Cat blinked back, unperturbed.
“This is incredible,” Callie said, as they walked down the long hallway. “There’s a whole world down here!”
When they got to the library Callie just stood in the doorway, mouth open. It was not Oscar’s. He had not conceived of it or built it; he was not even supposed to be in it. But still, Callie was marveling at it, and pride tickled his chest.
“I’ve never seen anything like this,” she breathed. “It’s like a library in a book!”
A book in a library. A library in a book. Oscar let out a little laugh, and then coughed to cover it up.
Map yowled from his position on the chair, and Callie hurried over and gave him his due. The rest of them would come slowly, one at a time, and casually settle into different places in the library as if they had planned on being there anyway—except for Pebble, who didn’t do anything casually.
Oscar went over to the shelves. He was no good for Callie up there in the sunshine, blinking at some senseless jumble of bits. But down in the cellar, he could help.
He went to the Aletheian history section and pulled down the plague book. The little green book next to it fell over, so Oscar pulled it down, too.
“Here,” Oscar said, calling to Callie. “This is about the plague.” He indicated the thick book in his hand. “This one might be, too.”
Callie took the books and sat down in one of the big chairs. Map immediately jumped on her lap and flattened himself against her.
“I’m going to look at some of the plant-magic books,” Oscar said. At the bits. He could at least try to help the kids feel better. That would make Callie happy. But even the bits were jumbled in his mind now with baby fountains and horseshoe buildings and naked statues and miniature trees. He tried to take the muddle of the day and pick the important pieces out. Weak heartbeat, swollen hands, cold limbs. Vomiting. Pain and breathlessness. Blind and deaf.
“That’s right,” Callie said.
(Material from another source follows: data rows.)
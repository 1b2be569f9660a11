//! The standard action table: virtual environments, dependencies, and git.
//!
//! Programs are referenced through registry variables (`{python}`, `{git}`,
//! `{venv}`) so the configuration can point them elsewhere.

use std::collections::BTreeMap;

use crate::error::Result;
use crate::registry::{ActionDescriptor, Registry};
use crate::types::{Effect, Flag};

pub const DEFAULT_PYTHON: &str = "python3";
pub const DEFAULT_GIT: &str = "git";
pub const DEFAULT_VENV: &str = ".venv";

/// Registry variables used when nothing is configured.
pub fn default_vars() -> BTreeMap<String, String> {
    BTreeMap::from([
        ("python".to_string(), DEFAULT_PYTHON.to_string()),
        ("git".to_string(), DEFAULT_GIT.to_string()),
        ("venv".to_string(), DEFAULT_VENV.to_string()),
    ])
}

pub fn environment_actions() -> Vec<ActionDescriptor> {
    vec![
        ActionDescriptor::new(
            "create-venv",
            "Create the virtual environment",
            &["{python}", "-m", "venv", "{venv}"],
        )
        .requires(Flag::EnvAbsent)
        .mutates(Effect::CreateEnv),
        ActionDescriptor::new(
            "activate",
            "Activate the virtual environment (prints its prefix)",
            &["{venv}/bin/python", "-c", "import sys; print(sys.prefix)"],
        )
        .requires(Flag::EnvInactive)
        .mutates(Effect::ActivateEnv)
        .already_satisfied(Flag::EnvActive),
        ActionDescriptor::new(
            "deactivate",
            "Deactivate the virtual environment (prints the base prefix)",
            &["{python}", "-c", "import sys; print(sys.base_prefix)"],
        )
        .requires(Flag::EnvActive)
        .mutates(Effect::DeactivateEnv),
        ActionDescriptor::new(
            "remove",
            "Delete the virtual environment directory",
            &[
                "{python}",
                "-c",
                "import shutil, sys; shutil.rmtree(sys.argv[1])",
                "{venv}",
            ],
        )
        .requires(Flag::EnvInactive)
        .mutates(Effect::RemoveEnv),
    ]
}

pub fn dependency_actions() -> Vec<ActionDescriptor> {
    vec![
        ActionDescriptor::new(
            "install",
            "Install dependencies from a manifest",
            &["{venv}/bin/python", "-m", "pip", "install", "-r", "{manifest}"],
        )
        .default_arg("manifest", "requirements.txt")
        .requires(Flag::EnvActive),
        ActionDescriptor::new(
            "install-package",
            "Install a single package",
            &["{venv}/bin/python", "-m", "pip", "install", "{package}"],
        )
        .requires(Flag::EnvActive),
        ActionDescriptor::new(
            "freeze",
            "Print installed packages in manifest format",
            &["{venv}/bin/python", "-m", "pip", "freeze"],
        )
        .requires(Flag::EnvActive),
    ]
}

pub fn git_actions() -> Vec<ActionDescriptor> {
    vec![
        ActionDescriptor::new("init", "Create a repository", &["{git}", "init"])
            .mutates(Effect::InitRepository),
        ActionDescriptor::new(
            "clone",
            "Clone a repository",
            &["{git}", "clone", "{url}", "{directory}"],
        )
        .default_arg("directory", ".")
        .mutates(Effect::InitRepository),
        ActionDescriptor::new("status", "Show working tree status", &["{git}", "status"])
            .requires(Flag::Repository),
        ActionDescriptor::new("add", "Stage changes", &["{git}", "add", "{path}"])
            .default_arg("path", ".")
            .requires(Flag::Repository),
        ActionDescriptor::new(
            "commit",
            "Commit staged changes",
            &["{git}", "commit", "-m", "{message}"],
        )
        .requires(Flag::Repository),
        ActionDescriptor::new(
            "push",
            "Push to a remote",
            &["{git}", "push", "{remote}", "{branch}"],
        )
        .default_arg("remote", "origin")
        .default_arg("branch", "HEAD")
        .requires(Flag::Repository),
        ActionDescriptor::new(
            "pull",
            "Pull from a remote",
            &["{git}", "pull", "{remote}", "{branch}"],
        )
        .default_arg("remote", "origin")
        .default_arg("branch", "HEAD")
        .requires(Flag::Repository),
        ActionDescriptor::new(
            "log",
            "Show recent commits",
            &["{git}", "log", "--oneline", "-n", "{count}"],
        )
        .default_arg("count", "10")
        .requires(Flag::Repository),
        ActionDescriptor::new(
            "remote-add",
            "Add a remote",
            &["{git}", "remote", "add", "{name}", "{url}"],
        )
        .default_arg("name", "origin")
        .requires(Flag::Repository),
        ActionDescriptor::new("branches", "List branches", &["{git}", "branch", "--list"])
            .requires(Flag::Repository),
        ActionDescriptor::new(
            "branch",
            "Create and switch to a branch",
            &["{git}", "checkout", "-b", "{branch}"],
        )
        .requires(Flag::Repository)
        .mutates(Effect::SelectBranch),
        ActionDescriptor::new(
            "checkout",
            "Switch to an existing branch",
            &["{git}", "checkout", "{branch}"],
        )
        .requires(Flag::Repository)
        .mutates(Effect::SelectBranch),
    ]
}

pub fn actions() -> Vec<ActionDescriptor> {
    let mut all = environment_actions();
    all.extend(dependency_actions());
    all.extend(git_actions());
    all
}

impl Registry {
    /// A registry holding the standard action table. `vars` are layered
    /// over [`default_vars`].
    pub fn builtin(vars: BTreeMap<String, String>) -> Result<Self> {
        let mut merged = default_vars();
        merged.extend(vars);
        let mut registry = Registry::with_vars(merged);
        for descriptor in actions() {
            registry.register(descriptor)?;
        }
        Ok(registry)
    }
}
Oscar flushed—he hadn’t realized he had been thinking out loud. She leaned back in the chair, shaking her head. “I wish they had more in common. Then we’d know where to start. There’s nothing except they were all weak, and they all seemed . . .”
“What?”
She cocked her head. “I don’t know. They all seemed like something was . . . missing. Did you feel that?”
Oscar shook his head.
Callie shrugged. “Illness takes things away from people sometimes,” she said. She exhaled and started looking through the big book.
They worked quietly for a while, Oscar going through books hoping one of them would tell him what he was looking for. Every once in a while Callie would stop and tell him what she’d read. But none of it sounded like the country he knew—it was like hearing some tale of a far-off land. One Oscar did not particularly want to visit.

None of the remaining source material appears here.